TASK OBJECTIVE
Where the records below show a line containing "O(1) per draw.", start copying; end with the line containing "alias[lo] = hi;", and copy it too.

DATASET EXTRACT
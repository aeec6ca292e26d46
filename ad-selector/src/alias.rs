use log::warn;
use rand::Rng;

/// Walker alias table over a discrete weight distribution: O(n) to build,
/// O(1) per draw.
///
/// Candidate sets differ per request, so the table is rebuilt for every
/// selection call rather than cached.
#[derive(Debug, Clone, PartialEq)]
pub struct AliasTable {
    prob: Vec<f64>,
    alias: Vec<usize>,
}

impl AliasTable {
    /// Builds the table. `None` when the weights cannot form a distribution:
    /// empty, containing a negative or non-finite entry, or summing to zero.
    pub fn new(weights: &[f64]) -> Option<Self> {
        if weights.is_empty() || weights.iter().any(|w| !w.is_finite() || *w < 0.0) {
            return None;
        }
        let total: f64 = weights.iter().sum();
        if total <= 0.0 {
            return None;
        }

        let count = weights.len();
        let mut scaled: Vec<f64> = weights.iter().map(|w| w * count as f64 / total).collect();
        let mut prob = vec![0.0; count];
        let mut alias: Vec<usize> = (0..count).collect();

        let (mut small, mut large): (Vec<usize>, Vec<usize>) =
            (0..count).partition(|&index| scaled[index] < 1.0);

        while let (Some(lo), Some(hi)) = (small.pop(), large.pop()) {
            prob[lo] = scaled[lo];
            alias[lo] = hi;
            scaled[hi] = (scaled[hi] + scaled[lo]) - 1.0;
            if scaled[hi] < 1.0 {
                small.push(hi);
            } else {
                large.push(hi);
            }
        }
        // Whatever is left on either list is 1.0 up to rounding.
        for index in small.into_iter().chain(large) {
            prob[index] = 1.0;
        }

        Some(Self { prob, alias })
    }

    pub fn len(&self) -> usize {
        self.prob.len()
    }

    pub fn is_empty(&self) -> bool {
        self.prob.is_empty()
    }

    /// Draws one index from the distribution.
    pub fn sample<R: Rng + ?Sized>(&self, rng: &mut R) -> usize {
        let column = rng.gen_range(0..self.prob.len());
        if rng.gen::<f64>() < self.prob[column] {
            column
        } else {
            self.alias[column]
        }
    }
}

/// Weighted draw over `items`, one weight per item.
///
/// Returns `None` only when `items` is empty. A degenerate weight set falls
/// back to a uniform draw instead of failing the request; the recovery is
/// logged and non-fatal.
pub fn pick<'a, T, R: Rng + ?Sized>(items: &'a [T], weights: &[f64], rng: &mut R) -> Option<&'a T> {
    assert_eq!(items.len(), weights.len(), "one weight per candidate");
    if items.is_empty() {
        return None;
    }

    match AliasTable::new(weights) {
        Some(table) => Some(&items[table.sample(rng)]),
        None => {
            warn!(
                target: "selection",
                "weighted draw found no winner, falling back to a uniform pick"
            );
            Some(&items[rng.gen_range(0..items.len())])
        }
    }
}

#[cfg(test)]
mod test {
    use super::*;

    #[test]
    fn empty_candidates_select_nothing() {
        let nothing: [&str; 0] = [];

        assert_eq!(None, pick(&nothing, &[], &mut rand::thread_rng()));
    }

    #[test]
    fn winners_always_come_from_the_candidate_set() {
        let items = ["a", "b", "c", "d"];
        let weights = [0.0, 2.5, 0.25, 1.0];
        let mut rng = rand::thread_rng();

        for _ in 0..1_000 {
            let winner = pick(&items, &weights, &mut rng).expect("candidates are non-empty");
            assert!(items.contains(winner));
        }
    }

    #[test]
    fn a_single_candidate_always_wins() {
        let items = ["only"];
        let mut rng = rand::thread_rng();

        for _ in 0..100 {
            assert_eq!(Some(&"only"), pick(&items, &[1.0], &mut rng));
        }
    }

    #[test]
    fn zero_weight_candidates_are_never_drawn_by_the_table() {
        let table = AliasTable::new(&[0.0, 1.0]).expect("one positive weight");
        let mut rng = rand::thread_rng();

        for _ in 0..1_000 {
            assert_eq!(1, table.sample(&mut rng));
        }
    }

    #[test]
    fn degenerate_weights_still_produce_a_winner() {
        let items = ["a", "b"];
        let mut rng = rand::thread_rng();

        assert_eq!(None, AliasTable::new(&[0.0, 0.0]));
        let winner = pick(&items, &[0.0, 0.0], &mut rng).expect("uniform fallback");
        assert!(items.contains(winner));

        assert_eq!(None, AliasTable::new(&[1.0, -1.0]));
        assert_eq!(None, AliasTable::new(&[f64::NAN, 1.0]));
        assert_eq!(None, AliasTable::new(&[]));
    }

    #[test]
    fn selection_frequency_tracks_the_weights() {
        let items = [0usize, 1];
        let weights = [3.0, 1.0];
        let mut rng = rand::thread_rng();

        let trials = 40_000;
        let mut first = 0u32;
        for _ in 0..trials {
            if let Some(&0) = pick(&items, &weights, &mut rng) {
                first += 1;
            }
        }

        // expectation 0.75; 0.02 is far beyond the binomial 3-sigma bound
        let observed = f64::from(first) / f64::from(trials);
        assert!(
            (observed - 0.75).abs() < 0.02,
            "expected ~75% for the 3:1 weight, observed {observed}"
        );
    }
}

YOUR RESPONSE
/// O(1) per draw.
///
/// Candidate sets differ per request, so the table is rebuilt for every
/// selection call rather than cached.
#[derive(Debug, Clone, PartialEq)]
pub struct AliasTable {
    prob: Vec<f64>,
    alias: Vec<usize>,
}

impl AliasTable {
    /// Builds the table. `None` when the weights cannot form a distribution:
    /// empty, containing a negative or non-finite entry, or summing to zero.
    pub fn new(weights: &[f64]) -> Option<Self> {
        if weights.is_empty() || weights.iter().any(|w| !w.is_finite() || *w < 0.0) {
            return None;
        }
        let total: f64 = weights.iter().sum();
        if total <= 0.0 {
            return None;
        }

        let count = weights.len();
        let mut scaled: Vec<f64> = weights.iter().map(|w| w * count as f64 / total).collect();
        let mut prob = vec![0.0; count];
        let mut alias: Vec<usize> = (0..count).collect();

        let (mut small, mut large): (Vec<usize>, Vec<usize>) =
            (0..count).partition(|&index| scaled[index] < 1.0);

        while let (Some(lo), Some(hi)) = (small.pop(), large.pop()) {
            prob[lo] = scaled[lo];
            alias[lo] = hi;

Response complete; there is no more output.